Director Largay asked about experience with key aspects of operating a public agency (e.g., grant-funding, union contracts, efficient delivery of goods and services to customers, etc.).  Cheryl detailed some of her experience leading a 20-person team, developing and delivering statewide staff training and presentations, developing policies to ensure alignment with current law and best practices, overseeing multi-million-dollar budgets, exercising responsibility for contracts, conducting program and financial reviews, and collaborating across departments including finance, contracts, administration, human resources, and field operations to implement programs and maintain regulatory integrity.

Director Fultz asked Cheryl what she saw as the three top current challenges for the District.  The two that immediately came to mind for her were fire recovery and staffing (both filling open positions and promoting internal development).  She also talked about more effectively informing the public about the good work that Staff is doing.

Director Layng asked Cheryl about her ability to commit the required amount of time.  Cheryl said she was retired, and her only other commitment was to the local radio station   She said she understood the workload and could handle it.

President Smolley asked about financial experience (e.g., cost controls, debt financing, etc.).  Cheryl said she worked with budget and finance people and was responsible for her own budget.  Her agency brought in money and dispersed it to contractors.  However, she said her primary career focus was on social service, so this area would involve a learning curve for her.

Bob Russ said he had been living in Felton for the past 5.5 years, having mostly retired from an engineering and management career over the hill.  He is a licensed mechanical engineer who started several companies, serving in roles as both CEO and CFO.  Following the CZU Fire, he added 35,000 gallons of water storage, 11 fire hydrants, and two pumps to his property, along with solar power.  He said the opportunity to serve on the Board was attractive to him partly because it would be for only 1.5 years and would give him an opportunity to assess the experience.  He described his general process as one of discussion, consensus-building, and seeking win-win outcomes. 

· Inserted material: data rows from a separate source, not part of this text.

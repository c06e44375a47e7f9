// src/config.rs

use std::{env, path::PathBuf, sync::Arc, time::Duration};

use anyhow::Context;
use sqlx::{postgres::PgPoolOptions, PgPool};

use crate::{
    common::i18n::I18nStore,
    db::{ClientRepository, UserRepository, VisitRepository},
    services::{
        auth::AuthService, dashboard_service::DashboardService, geocoding::GeocodingService,
        notification_service::NotificationHub, user_service::UserService,
        visit_service::VisitService,
    },
};

pub const DEFAULT_SERVER_ADDR: &str = "0.0.0.0:3000";
pub const DEFAULT_GEOCODER_URL: &str = "https://nominatim.openstreetmap.org";
pub const DEFAULT_AVATAR_DIR: &str = "uploads/avatars";

// Configuração lida do ambiente (.env em desenvolvimento)
#[derive(Debug, Clone)]
pub struct Config {
    pub database_url: String,
    pub jwt_secret: String,
    pub server_addr: String,
    pub geocoder_url: String,
    pub avatar_dir: PathBuf,
    /// Vazio = qualquer origem
    pub cors_origins: Vec<String>,
    pub seed_demo: bool,
}

impl Config {
    pub fn new(database_url: impl Into<String>, jwt_secret: impl Into<String>) -> Self {
        Self {
            database_url: database_url.into(),
            jwt_secret: jwt_secret.into(),
            server_addr: DEFAULT_SERVER_ADDR.to_string(),
            geocoder_url: DEFAULT_GEOCODER_URL.to_string(),
            avatar_dir: PathBuf::from(DEFAULT_AVATAR_DIR),
            cors_origins: Vec::new(),
            seed_demo: false,
        }
    }

    pub fn from_env() -> anyhow::Result<Self> {
        dotenvy::dotenv().ok();

        let database_url = env::var("DATABASE_URL").context("DATABASE_URL deve ser definida")?;
        let jwt_secret = env::var("JWT_SECRET").context("JWT_SECRET deve ser definido")?;

        let mut config = Self::new(database_url, jwt_secret);

        if let Ok(addr) = env::var("SERVER_ADDR") {
            config.server_addr = addr;
        }
        if let Ok(url) = env::var("GEOCODER_URL") {
            config.geocoder_url = url;
        }
        if let Ok(dir) = env::var("AVATAR_DIR") {
            config.avatar_dir = PathBuf::from(dir);
        }
        if let Ok(origins) = env::var("CORS_ORIGINS") {
            config.cors_origins = parse_origins(&origins);
        }
        config.seed_demo = env::var("SEED_DEMO")
            .map(|v| matches!(v.trim().to_lowercase().as_str(), "1" | "true" | "yes"))
            .unwrap_or(false);

        Ok(config)
    }
}

fn parse_origins(raw: &str) -> Vec<String> {
    raw.split(',')
        .map(str::trim)
        .filter(|o| !o.is_empty())
        .map(str::to_string)
        .collect()
}

#[derive(Clone)]
pub struct AppState {
    pub db_pool: PgPool,
    pub config: Arc<Config>,
    pub i18n_store: Arc<I18nStore>,
    pub notification_hub: Arc<NotificationHub>,

    pub auth_service: AuthService,
    pub user_service: UserService,
    pub visit_service: VisitService,
    pub dashboard_service: DashboardService,
    pub geocoding_service: GeocodingService,
}

impl AppState {
    pub async fn new(config: Config) -> anyhow::Result<Self> {
        // Conecta ao banco de dados, usando '?' para propagar erros
        let db_pool = PgPoolOptions::new()
            .max_connections(5)
            .acquire_timeout(Duration::from_secs(3))
            .connect(&config.database_url)
            .await
            .context("Falha ao conectar ao banco de dados")?;

        tracing::info!("✅ Conexão com o banco de dados estabelecida com sucesso!");

        Self::from_pool(db_pool, config)
    }

    /// Monta o gráfico de dependências sobre um pool já criado.
    pub fn from_pool(db_pool: PgPool, config: Config) -> anyhow::Result<Self> {
        let user_repo = UserRepository::new(db_pool.clone());
        let client_repo = ClientRepository::new(db_pool.clone());
        let visit_repo = VisitRepository::new(db_pool.clone());

        let notification_hub = Arc::new(NotificationHub::new());

        let auth_service = AuthService::new(user_repo.clone(), config.jwt_secret.clone(), db_pool.clone());
        let user_service = UserService::new(
            user_repo.clone(),
            auth_service.clone(),
            config.avatar_dir.clone(),
            notification_hub.clone(),
            db_pool.clone(),
        );
        let visit_service = VisitService::new(
            visit_repo.clone(),
            client_repo,
            user_repo,
            notification_hub.clone(),
            db_pool.clone(),
        );
        let dashboard_service = DashboardService::new(visit_repo);
        let geocoding_service = GeocodingService::new(config.geocoder_url.clone())?;

        Ok(Self {
            db_pool,
            config: Arc::new(config),
            i18n_store: Arc::new(I18nStore::new()),
            notification_hub,
            auth_service,
            user_service,
            visit_service,
            dashboard_service,
            geocoding_service,
        })
    }
}

#[cfg(test)]
mod tests {
    use super::*;

    #[test]
    fn origins_are_trimmed_and_blank_entries_dropped() {
        assert_eq!(
            parse_origins(" http://localhost:5173, ,https://app.exemplo.com "),
            vec!["http://localhost:5173", "https://app.exemplo.com"]
        );
        assert!(parse_origins("").is_empty());
    }

    #[test]
    fn defaults_match_the_documented_values() {
        let config = Config::new("postgres://x", "segredo");
        assert_eq!(config.server_addr, "0.0.0.0:3000");
        assert_eq!(config.avatar_dir, PathBuf::from("uploads/avatars"));
        assert!(!config.seed_demo);
    }
}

Director Layng asked Bob about his prior Board experience.  He said he had served on a number of boards for companies, sometimes as chair, but not on any public boards.  Hence, the Brown Act is a new constraint for him.  Bob said he also helped to start a nonprofit farm near Pogonip four or five years ago.

Director Fultz asked Bob how he assessed the District’s finances at this point relative to operating expenses.  Bob said he saw big challenges here, especially with the major delays in anticipated FEMA funding.  He said one of his concerns was about going out to public markets for $19 million of funding with the risk that the District would end up sitting on much of this money for multiple years as projects lagged behind schedule.  He said it was important to work with Engineering to chart out critical paths and interdependencies.  Another important open question involves the size of the District’s reserve fund based on its assessment of, and plans for maintaining, its physical assets.  However, he said the District’s greatest asset was its people, and he wanted to be attentive to morale and organizational development.

Director Largay said he had appreciated working with Bob on the Budget and Finance Committee.  He said Bob’s contributions had been invaluable.  His question was the same one he posed to Cheryl re: experience in the public sector.  Bob said he had no direct public-sector experience, but he had years of experience building companies, with varying degrees of success.  He said he had been involved in seeking dozens of grants, and he thought his private-sector experience would still apply (e.g., with regard to efficiency, delivering to customers, dealing with inventory, etc.).

President Smolley asked Bob about his view of the District’s engineering responsibilities.  Bob said his technical background was in fluids and heat flow.  He said he was very comfortable with staying on budget, on schedule, and achieving milestones.  As CEO, he said he had done a lot of recruiting (hundreds of people), and building the right team was critical.

President Smolley asked if there were any public comments.  Unfortunately, the Zoom access information in the Board packet was inaccurate, and multiple persons wishing to speak on behalf of Cheryl were unable to participate in the meeting.

Jim Mosher of Felton said he felt very fortunate to have these two well-qualified candidates, and he appreciated their willingness to serve.  The Board members echoed this sentiment.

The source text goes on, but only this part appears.